Neither can we report irregularities in our working places, since we would risk it getting closed and cutting ourselves and our coworkers from a way to support ourselves.
We also risk being victimized by the police, who are notoriously violent towards us. Helping each other can endanger us by bringing us into conflict with harmful laws. Laws that do not recognize the difference between friends working together to ensure better safety and a boss or an exploiter. Laws that treat us as victims unable to decide for themselves and actively prevents us from doing so in every aspect that depends on our earnings. When we cannot do our jobs, we risk our health, homes, our families or even our lives.

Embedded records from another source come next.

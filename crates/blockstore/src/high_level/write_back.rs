use anyhow::Result;
use super::HashMapOwnedGuard;
use std::sync::atomic::{AtomicU64, Ordering};
use std::sync::Arc;
use tokio::sync::{mpsc, oneshot};
use tokio::task::JoinHandle;

use super::cache_entry::{BlockBaseStoreState, BlockCacheEntry, CacheEntryState};
use crate::low_level::BlockStore;
use crate::BlockId;
use blocktree_utils::async_drop::AsyncDropGuard;

pub(super) enum WriteBackJob {
    /// A released dirty block. The guard keeps it locked until it is written.
    Release(HashMapOwnedGuard<BlockId, BlockCacheEntry>),
    /// Answered once all jobs sent before it are done.
    Barrier(oneshot::Sender<()>),
    Shutdown,
}

pub(super) type WriteBackSender = mpsc::UnboundedSender<WriteBackJob>;

/// Writes released blocks to the base store, one at a time and in the order they were released.
///
/// A node is always released after the children it links to were released, so
/// children reach the base store before their parents do.
pub(super) fn spawn_writer<B: BlockStore + Send + Sync + 'static>(
    base_store: Arc<AsyncDropGuard<B>>,
    num_blocks_in_cache_but_not_in_base_store: Arc<AtomicU64>,
) -> (WriteBackSender, JoinHandle<()>) {
    let (sender, mut jobs) = mpsc::unbounded_channel();
    let writer = tokio::spawn(async move {
        while let Some(job) = jobs.recv().await {
            match job {
                WriteBackJob::Release(mut cache_entry) => {
                    let block_id = *cache_entry.key();
                    let Some(entry) = cache_entry.value_mut() else {
                        continue;
                    };
                    match flush_entry(
                        &**base_store,
                        &num_blocks_in_cache_but_not_in_base_store,
                        &block_id,
                        entry,
                    )
                    .await
                    {
                        Ok(()) => {
                            cache_entry.remove();
                        }
                        Err(err) => {
                            // Stays cached and dirty, the next clear_cache retries it
                            log::error!("Failed to write back {:?}: {:?}", block_id, err);
                        }
                    }
                }
                WriteBackJob::Barrier(done) => {
                    // Nobody waiting anymore is fine
                    let _ = done.send(());
                }
                WriteBackJob::Shutdown => break,
            }
        }
    });
    (sender, writer)
}

/// Hand a block that is being released over. Clean blocks are dropped from the cache right away.
pub(super) fn release(
    mut cache_entry: HashMapOwnedGuard<BlockId, BlockCacheEntry>,
    write_back: &WriteBackSender,
) {
    let is_dirty = cache_entry
        .value()
        .map_or(false, |entry| entry.state() == CacheEntryState::Dirty);
    if is_dirty {
        let block_id = *cache_entry.key();
        if write_back.send(WriteBackJob::Release(cache_entry)).is_err() {
            log::error!(
                "Released {:?} after the block store was torn down, its changes are lost",
                block_id
            );
        }
    } else {
        cache_entry.remove();
    }
}

/// Write the entry to the base store if it has unflushed changes.
pub(super) async fn flush_entry<B: BlockStore + Send + Sync + 'static>(
    base_store: &B,
    num_blocks_in_cache_but_not_in_base_store: &AtomicU64,
    block_id: &BlockId,
    entry: &mut BlockCacheEntry,
) -> Result<()> {
    if entry.state() == CacheEntryState::Dirty {
        base_store.store(block_id, entry.data()).await?;
        if entry.base_store_state() == BlockBaseStoreState::DoesntExistInBaseStore {
            decrement(num_blocks_in_cache_but_not_in_base_store);
        }
        entry.mark_flushed();
    }
    Ok(())
}

pub(super) fn decrement(num_blocks_in_cache_but_not_in_base_store: &AtomicU64) {
    let prev = num_blocks_in_cache_but_not_in_base_store.fetch_sub(1, Ordering::SeqCst);
    assert!(
        prev > 0,
        "Underflow in num_blocks_in_cache_but_not_in_base_store"
    );
}
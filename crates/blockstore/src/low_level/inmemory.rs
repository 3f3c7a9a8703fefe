use anyhow::{anyhow, Result};
use async_trait::async_trait;
use futures::stream::{Stream, StreamExt};
use std::collections::hash_map::{Entry, HashMap};
use std::fmt::{self, Debug};
use std::pin::Pin;
use std::sync::RwLock;
use sysinfo::{System, SystemExt};

use super::{
    BlockStore, BlockStoreDeleter, BlockStoreReader, BlockStoreWriter, RemoveResult,
    TryCreateResult,
};
use crate::BlockId;
use blocktree_utils::{
    async_drop::{AsyncDrop, AsyncDropGuard},
    data::Data,
};

/// Keeps all blocks in a map. Content is lost when the store is dropped.
pub struct InMemoryBlockStore {
    blocks: RwLock<HashMap<BlockId, Data>>,
}

impl InMemoryBlockStore {
    pub fn new() -> AsyncDropGuard<Self> {
        AsyncDropGuard::new(Self {
            blocks: RwLock::new(HashMap::new()),
        })
    }
}

#[async_trait]
impl BlockStoreReader for InMemoryBlockStore {
    async fn exists(&self, id: &BlockId) -> Result<bool> {
        let blocks = self
            .blocks
            .read()
            .map_err(|_| anyhow!("Failed to acquire lock"))?;
        Ok(blocks.contains_key(id))
    }

    async fn load(&self, id: &BlockId) -> Result<Option<Data>> {
        let blocks = self
            .blocks
            .read()
            .map_err(|_| anyhow!("Failed to acquire lock"))?;
        Ok(blocks.get(id).cloned())
    }

    async fn num_blocks(&self) -> Result<u64> {
        let blocks = self
            .blocks
            .read()
            .map_err(|_| anyhow!("Failed to acquire lock"))?;
        Ok(blocks.len() as u64)
    }

    fn estimate_num_free_bytes(&self) -> Result<u64> {
        let mut sys = System::new();
        sys.refresh_memory();
        Ok(sys.available_memory())
    }

    fn block_size_from_physical_block_size(&self, block_size: u64) -> Result<u64> {
        Ok(block_size)
    }

    async fn all_blocks(&self) -> Result<Pin<Box<dyn Stream<Item = Result<BlockId>> + Send>>> {
        let blocks = self
            .blocks
            .read()
            .map_err(|_| anyhow!("Failed to acquire lock"))?;
        // Collect so the lock isn't held while the caller consumes the stream
        let ids: Vec<Result<BlockId>> = blocks.keys().copied().map(Ok).collect();
        Ok(futures::stream::iter(ids).boxed())
    }
}

#[async_trait]
impl BlockStoreWriter for InMemoryBlockStore {
    async fn try_create(&self, id: &BlockId, data: &[u8]) -> Result<TryCreateResult> {
        let mut blocks = self
            .blocks
            .write()
            .map_err(|_| anyhow!("Failed to acquire lock"))?;
        match blocks.entry(*id) {
            Entry::Occupied(_) => Ok(TryCreateResult::NotCreatedBecauseBlockIdAlreadyExists),
            Entry::Vacant(entry) => {
                entry.insert(data.into());
                Ok(TryCreateResult::SuccessfullyCreated)
            }
        }
    }

    async fn store(&self, id: &BlockId, data: &[u8]) -> Result<()> {
        let mut blocks = self
            .blocks
            .write()
            .map_err(|_| anyhow!("Failed to acquire lock"))?;
        blocks.insert(*id, data.into());
        Ok(())
    }
}

#[async_trait]
impl BlockStoreDeleter for InMemoryBlockStore {
    async fn remove(&self, id: &BlockId) -> Result<RemoveResult> {
        let mut blocks = self
            .blocks
            .write()
            .map_err(|_| anyhow!("Failed to acquire lock"))?;
        match blocks.remove(id) {
            Some(_) => Ok(RemoveResult::SuccessfullyRemoved),
            None => Ok(RemoveResult::NotRemovedBecauseItDoesntExist),
        }
    }
}

impl Debug for InMemoryBlockStore {
    fn fmt(&self, f: &mut fmt::Formatter<'_>) -> fmt::Result {
        write!(f, "InMemoryBlockStore")
    }
}

#[async_trait]
impl AsyncDrop for InMemoryBlockStore {
    type Error = anyhow::Error;
    async fn async_drop_impl(&mut self) -> Result<()> {
        Ok(())
    }
}

impl BlockStore for InMemoryBlockStore {}

#[cfg(test)]
mod tests {
    use super::*;
    use crate::low_level::tests::Fixture;

    struct TestFixture {}
    impl Fixture for TestFixture {
        type ConcreteBlockStore = InMemoryBlockStore;
        fn new() -> Self {
            Self {}
        }
        fn store(&mut self) -> AsyncDropGuard<Self::ConcreteBlockStore> {
            InMemoryBlockStore::new()
        }
    }

    crate::instantiate_blockstore_tests!(TestFixture);

    #[tokio::test]
    async fn test_block_size_from_physical_block_size() {
        let mut fixture = TestFixture::new();
        let mut store = fixture.store();

        assert_eq!(0u64, store.block_size_from_physical_block_size(0).unwrap());
        assert_eq!(20u64, store.block_size_from_physical_block_size(20).unwrap());

        store.async_drop().await.unwrap();
    }
}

We can’t simply change our jobs either, the stigma does not exist in a void, it is present everywhere, including in recruiters. We can’t list the skills we learned from sex work in our CVs, even though we know plenty about client service, management, social media and many other topics. Worse yet, knowledge of our previous work can completely erase our chances to get accepted and can jeopardize our safety and risk outing us. But first and foremost, we should never be forced to change our job for a different one, one with access to workers’ rights, just because ours is stigmatized. We need to be able to, not have to.
I have experienced slow months without clients and being suddenly let go from a massage salon, which forced me to look for any and all ways to support myself. When I wasn’t able to pay rent or afford a visit to a doctor, in my desperation I said “yes” to riskier meetings and started responding to shady guys that I would never say yes to otherwise. I was very lucky that I could count on the support of my closest ones and that I managed to get out of most of dangerous situations more or less fine.

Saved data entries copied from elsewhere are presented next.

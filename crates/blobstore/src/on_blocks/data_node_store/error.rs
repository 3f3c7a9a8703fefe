use thiserror::Error;

use blocktree_blockstore::BlockId;

/// Failures of node operations that callers may want to tell apart. They travel inside an
/// [anyhow::Error]; use `downcast_ref::<NodeError>()` to inspect them.
#[derive(Error, Debug, PartialEq, Eq)]
pub enum NodeError {
    #[error("Node {node_id:?} doesn't exist")]
    NotFound { node_id: BlockId },

    #[error("Node {node_id:?} is corrupt: {reason}")]
    Corrupt { node_id: BlockId, reason: String },

    #[error("Tried to store {requested} entries but there is only space for {capacity}")]
    CapacityExceeded { requested: u64, capacity: u64 },

    #[error("Tried to access index {index} but there are only {len} entries")]
    OutOfBounds { index: u64, len: u64 },

    #[error("Invariant violated: {reason}")]
    InvariantViolation { reason: String },
}

impl NodeError {
    pub(crate) fn corrupt(node_id: BlockId, reason: impl Into<String>) -> Self {
        Self::Corrupt {
            node_id,
            reason: reason.into(),
        }
    }

    pub(crate) fn invariant_violation(reason: impl Into<String>) -> Self {
        Self::InvariantViolation {
            reason: reason.into(),
        }
    }
}

#[cfg(test)]
pub(crate) fn assert_node_error(expected: NodeError, actual: anyhow::Error) {
    match actual.downcast_ref::<NodeError>() {
        Some(actual) => assert_eq!(&expected, actual),
        None => panic!("Expected {:?} but got {:?}", expected, actual),
    }
}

The lack of workers’ rights, which would provide us with a safety net against various events in life, leads to dangerous situations. If you care about improving the situation and safety of sex workers, you need to recognize our work as work, and us as workers in need of basic workers’ rights. Only by recognizing our work at a social and legal level can we bring about a meaningful change in our working conditions.
I believe that:
There is no equality without end to stigmatization.
There is no class solidarity without solidarity with sex workers
There are no workers’ rights without rights for sex workers and full decriminalization
There is no fight for human rights without a fight for the dignity of sex workers.
This is because there is no feminism without marginalized and excluded groups. If you want to have a real feminist fight you MUST support and listen to minorities and include them in your actions. Give us, feminists and feminist people from marginalized groups a voice and let us speak for and decide for ourselves.